Chapitre 3 - Terre et le cadeau inespéré

Terre soupira d'aise en observant le paysage. Le coucher de l'astre solaire était toujours un spectacle splendide. Inlassablement, la jeune femme venait sur cette colline tous les soirs afin de profiter de la lumière rougeoyante du crépuscule. Elle se sentait si bien, reposée. Les brins d'herbe lui chatouillaient les orteils tandis que les pétales fushia des fleures se refermaient doucement.

Suivant des yeux un papillon aux reflets monodorés, un souffle de vent la fit frissonner. La fin de la bonne saison s'annonçait déjà, quelques feuilles arboraient déjà de légères taches jaunâtres. Profitant de l'instant présent, Terre s'étira nonchalamment. Cette planète – sa planète – était si... magnifique. Pourtant modeste, elle ne trouverait pas d'autres mots. Ce vert si éclatant, ce rouge si profond, cet indigo si mystérieux, ces ténèbres si denses, livrant perpétuellement un combat contre la lumière radieuse qui revenait le matin.

Elle bénissait son frère Soleil de lui avoir offert un royaume si florissant. Cependant, elle n'était pas dupe. Sa promesse de lui rendre visite s'était fanée en même temps que le son franchissait ses lèvres. Ce souvenir raviva une douleur enfouie dans son cœur depuis années. Elle lissa nerveusement sa jupe plissée comme l'océan.

Soudain, deux fillettes d'environ douze ans apparurent, courant vers la jeune femme qui esquissa un sourire. La première à sauter dans ses bras possédait un visage aussi pâle et pure que la neige, à l'instar de sa chevelure lisse.
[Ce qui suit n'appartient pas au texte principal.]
//! Polygon booleans and offsets used by bridge detection
//!
//! The bridging code only needs a handful of area operations, so they sit
//! behind the [`ShapeOps`] trait. [`CavalierShapeOps`] implements them with
//! `cavalier_contours`, converting micrometre shapes to millimetre polylines.

use std::panic;

use cavalier_contours::polyline::{BooleanOp, PlineSource, PlineSourceMut, PlineVertex, Polyline as Pline};
use printplan_core::{coord_to_mm, mm_to_coord, Coord, Point2, Polygon, Shape};
use tracing::warn;

/// Area operations on shapes made of counter-clockwise outlines and clockwise holes
pub trait ShapeOps: Send + Sync {
    fn union(&self, a: &Shape, b: &Shape) -> Shape;

    fn intersection(&self, a: &Shape, b: &Shape) -> Shape;

    fn difference(&self, a: &Shape, b: &Shape) -> Shape;

    /// Grow the area by `delta`, or shrink it when `delta` is negative
    fn offset(&self, shape: &Shape, delta: Coord) -> Shape;
}

/// [`ShapeOps`] backed by `cavalier_contours`
///
/// Arcs created by outward offsets are flattened to their end points.
#[derive(Debug, Clone, Copy, Default)]
pub struct CavalierShapeOps;

impl CavalierShapeOps {
    pub fn new() -> Self {
        Self
    }
}

impl ShapeOps for CavalierShapeOps {
    fn union(&self, a: &Shape, b: &Shape) -> Shape {
        let a = Region::from_shape(a);
        let b = Region::from_shape(b);

        let (a_holes, _) = subtract(a.holes, &b.outlines);
        let (b_holes, _) = subtract(b.holes, &a.outlines);
        let mut outlines = a.outlines;
        outlines.extend(b.outlines);
        let mut holes = a_holes;
        holes.extend(b_holes);

        Region { outlines, holes }.normalized().to_shape()
    }

    fn intersection(&self, a: &Shape, b: &Shape) -> Shape {
        let a = Region::from_shape(a);
        let b = Region::from_shape(b);

        let mut outlines = Vec::new();
        for outline_a in &a.outlines {
            for outline_b in &b.outlines {
                let result = outline_a.boolean(outline_b, BooleanOp::And);
                outlines.extend(result.pos_plines.into_iter().map(|part| part.pline));
            }
        }
        let mut holes = a.holes;
        holes.extend(b.holes);

        Region { outlines, holes }.normalized().to_shape()
    }

    fn difference(&self, a: &Shape, b: &Shape) -> Shape {
        let a = Region::from_shape(a);
        let b = Region::from_shape(b);

        let (mut outlines, mut holes) = subtract(a.outlines.clone(), &b.outlines);
        // Islands: holes of `b` inside `a` are kept
        for hole in &b.holes {
            for outline in &a.outlines {
                let result = hole.boolean(outline, BooleanOp::And);
                outlines.extend(result.pos_plines.into_iter().map(|part| part.pline));
            }
        }
        holes.extend(a.holes);

        Region { outlines, holes }.normalized().to_shape()
    }

    fn offset(&self, shape: &Shape, delta: Coord) -> Shape {
        if delta == 0 {
            return shape.clone();
        }
        let region = Region::from_shape(shape);
        let delta_mm = coord_to_mm(delta);

        // Stored counter-clockwise: a negative offset grows a ring, a positive one shrinks it
        let outlines = region
            .outlines
            .iter()
            .flat_map(|outline| parallel_offset(outline, -delta_mm))
            .collect();
        let holes = region
            .holes
            .iter()
            .flat_map(|hole| parallel_offset(hole, delta_mm))
            .collect();

        Region { outlines, holes }.normalized().to_shape()
    }
}

/// An area as the union of its outlines minus the union of its holes
///
/// Every ring is stored counter-clockwise, in millimetres.
struct Region {
    outlines: Vec<Pline<f64>>,
    holes: Vec<Pline<f64>>,
}

impl Region {
    fn from_shape(shape: &Shape) -> Self {
        let mut region = Self {
            outlines: Vec::new(),
            holes: Vec::new(),
        };

        for polygon in shape {
            let Some(mut pline) = to_pline(polygon) else {
                continue;
            };
            if pline.area() < 0.0 {
                pline.invert_direction_mut();
                region.holes.push(pline);
            } else {
                region.outlines.push(pline);
            }
        }
        region
    }

    /// Merge overlapping outlines and cut the holes out of them
    fn normalized(self) -> Self {
        let (outlines, mut holes) = union_all(self.outlines);
        let (cutters, _) = union_all(self.holes);
        let (outlines, cut_holes) = subtract(outlines, &cutters);
        holes.extend(cut_holes);
        Self { outlines, holes }
    }

    fn to_shape(&self) -> Shape {
        let mut shape = Shape::default();
        for outline in &self.outlines {
            shape.push(to_polygon(outline));
        }
        for hole in &self.holes {
            let mut polygon = to_polygon(hole);
            polygon.reverse();
            shape.push(polygon);
        }
        shape
    }
}

fn to_pline(polygon: &Polygon) -> Option<Pline<f64>> {
    let mut points: Vec<Point2> = Vec::with_capacity(polygon.len());
    for point in &polygon.points {
        if points.last() != Some(point) {
            points.push(*point);
        }
    }
    if points.len() > 1 && points.first() == points.last() {
        points.pop();
    }
    if points.len() < 3 {
        return None;
    }

    let mut pline = Pline::new();
    for point in points {
        pline.add_vertex(PlineVertex::new(coord_to_mm(point.x), coord_to_mm(point.y), 0.0));
    }
    pline.set_is_closed(true);
    Some(pline)
}

fn to_polygon(pline: &Pline<f64>) -> Polygon {
    let mut polygon = Polygon::default();
    for vertex in &pline.vertex_data {
        polygon.push_if_forming_segment(Point2::new(mm_to_coord(vertex.x), mm_to_coord(vertex.y)));
    }
    polygon
}

fn parallel_offset(pline: &Pline<f64>, offset: f64) -> Vec<Pline<f64>> {
    match panic::catch_unwind(panic::AssertUnwindSafe(|| pline.parallel_offset(offset))) {
        Ok(offsets) => offsets,
        Err(_) => {
            warn!("Panic during parallel offset of a {} vertex ring", pline.vertex_data.len());
            Vec::new()
        }
    }
}

/// Merge overlapping rings; returns the merged outlines and the holes the merges enclosed
fn union_all(plines: Vec<Pline<f64>>) -> (Vec<Pline<f64>>, Vec<Pline<f64>>) {
    let mut merged: Vec<Pline<f64>> = Vec::new();
    let mut holes = Vec::new();

    for pline in plines {
        let mut current = pline;
        loop {
            let mut absorbed = false;
            let mut kept = Vec::with_capacity(merged.len());
            for other in merged.drain(..) {
                let result = current.boolean(&other, BooleanOp::Or);
                if result.pos_plines.len() == 1 {
                    holes.extend(result.neg_plines.into_iter().map(|part| part.pline));
                    if let Some(part) = result.pos_plines.into_iter().next() {
                        current = part.pline;
                    }
                    absorbed = true;
                } else {
                    kept.push(other);
                }
            }
            merged = kept;
            if !absorbed {
                break;
            }
        }
        merged.push(current);
    }

    (merged, holes)
}

/// Cut every ring of `cutters` out of `subject`; returns the remaining outlines and new holes
fn subtract(subject: Vec<Pline<f64>>, cutters: &[Pline<f64>]) -> (Vec<Pline<f64>>, Vec<Pline<f64>>) {
    let mut pieces = subject;
    let mut holes = Vec::new();

    for cutter in cutters {
        let mut next = Vec::with_capacity(pieces.len());
        for piece in &pieces {
            let result = piece.boolean(cutter, BooleanOp::Not);
            next.extend(result.pos_plines.into_iter().map(|part| part.pline));
            holes.extend(result.neg_plines.into_iter().map(|part| part.pline));
        }
        pieces = next;
    }

    (pieces, holes)
}

#[cfg(test)]
mod tests {
    use super::*;

    fn square(x: Coord, y: Coord, size: Coord) -> Shape {
        Shape::from(Polygon::rectangle(Point2::new(x, y), Point2::new(x + size, y + size)))
    }

    fn assert_area(shape: &Shape, expected: f64) {
        let area = shape.area();
        assert!(
            (area - expected).abs() <= expected.abs() * 0.01,
            "area {} expected {}",
            area,
            expected
        );
    }

    #[test]
    fn test_intersection_of_overlapping_squares() {
        let ops = CavalierShapeOps::new();
        let result = ops.intersection(&square(0, 0, 10_000), &square(5_000, 5_000, 10_000));
        assert_area(&result, 25_000_000.0);
    }

    #[test]
    fn test_intersection_of_disjoint_squares_is_empty() {
        let ops = CavalierShapeOps::new();
        let result = ops.intersection(&square(0, 0, 10_000), &square(50_000, 0, 10_000));
        assert!(result.is_empty());
    }

    #[test]
    fn test_union_and_difference() {
        let ops = CavalierShapeOps::new();
        let a = square(0, 0, 10_000);
        let b = square(5_000, 5_000, 10_000);
        assert_area(&ops.union(&a, &b), 175_000_000.0);
        assert_area(&ops.difference(&a, &b), 75_000_000.0);
    }

    #[test]
    fn test_difference_leaves_hole() {
        let ops = CavalierShapeOps::new();
        let result = ops.difference(&square(0, 0, 30_000), &square(10_000, 10_000, 10_000));
        assert_area(&result, 800_000_000.0);
        assert!(result.iter().any(|polygon| !polygon.is_ccw()));
    }

    #[test]
    fn test_closing_keeps_a_square() {
        let ops = CavalierShapeOps::new();
        let shape = square(0, 0, 10_000);
        let closed = ops.offset(&ops.offset(&shape, 5), -5);
        assert_area(&closed, 100_000_000.0);
    }

    #[test]
    fn test_shrinking_offset() {
        let ops = CavalierShapeOps::new();
        let shrunk = ops.offset(&square(0, 0, 10_000), -1_000);
        assert_area(&shrunk, 64_000_000.0);
    }
}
Vie était une adolescente au caractère aussi bienfaiteur que le fabuleux phénomène dont elle était à l'origine.

Au contraire, Mort arriva d'une façon bien plus mesurée. Taciturne, elle se cachait derrière ses cheveux aile de corbeau. Puis elle rejoint sa jumelle dans leur tendre étreinte. Terre se remémora leur venue au monde. Univers avait décidé d'offrir un présent à la jeune femme pour une raison qui lui échappait encore, et était arrivée avec deux nourrissons. C'était un cadeau inespéré, une bénédiction.

Depuis, des gens, des animaux, des végétaux avaient fait leur apparition. Qui auraient cru que leurs existences étaient entre les mains de deux filles ? Cependant, Terre conservait une cicatrice de cette évolution terrestre.

Une brûlure, dissimulée par le tissu soyeux de ses vêtements, signe des méfaits des Hommes. Une parcelle de peau stérile, tranchant avec son teint.

Et malgré cela, Terre les aimait, comme elle chérissait Vie et Mort, à présent lancées dans une partie de cache-cache. Ils étaient inconscients, ils ne pouvaient pas savoir. De son œil couleur lichen, elle observa amusée ses filles se poursuivre.

Tout à coup, Mort poussa un glapissement de frayeur. Alertée par ses cris, la jeune femme accoura. Elle aperçut d'abord une tête blonde, puis du gris.

Et enfin du sang.

Mercure ne savait plus où elle était. Les paysages qu'elle avait connu se mélangeaient chaotiquement dans son esprit. La douleur imprégnait son être, ne la quittant plus. Les poings crispés, elle perçut un sol dur. Le désespoir l'envahit, elle se trouvait encore sur Vénus ! Sa semblable allait la tuer pour de bon cette fois ! Lorsque des doigts approchèrent, elle se débattit comme une furie.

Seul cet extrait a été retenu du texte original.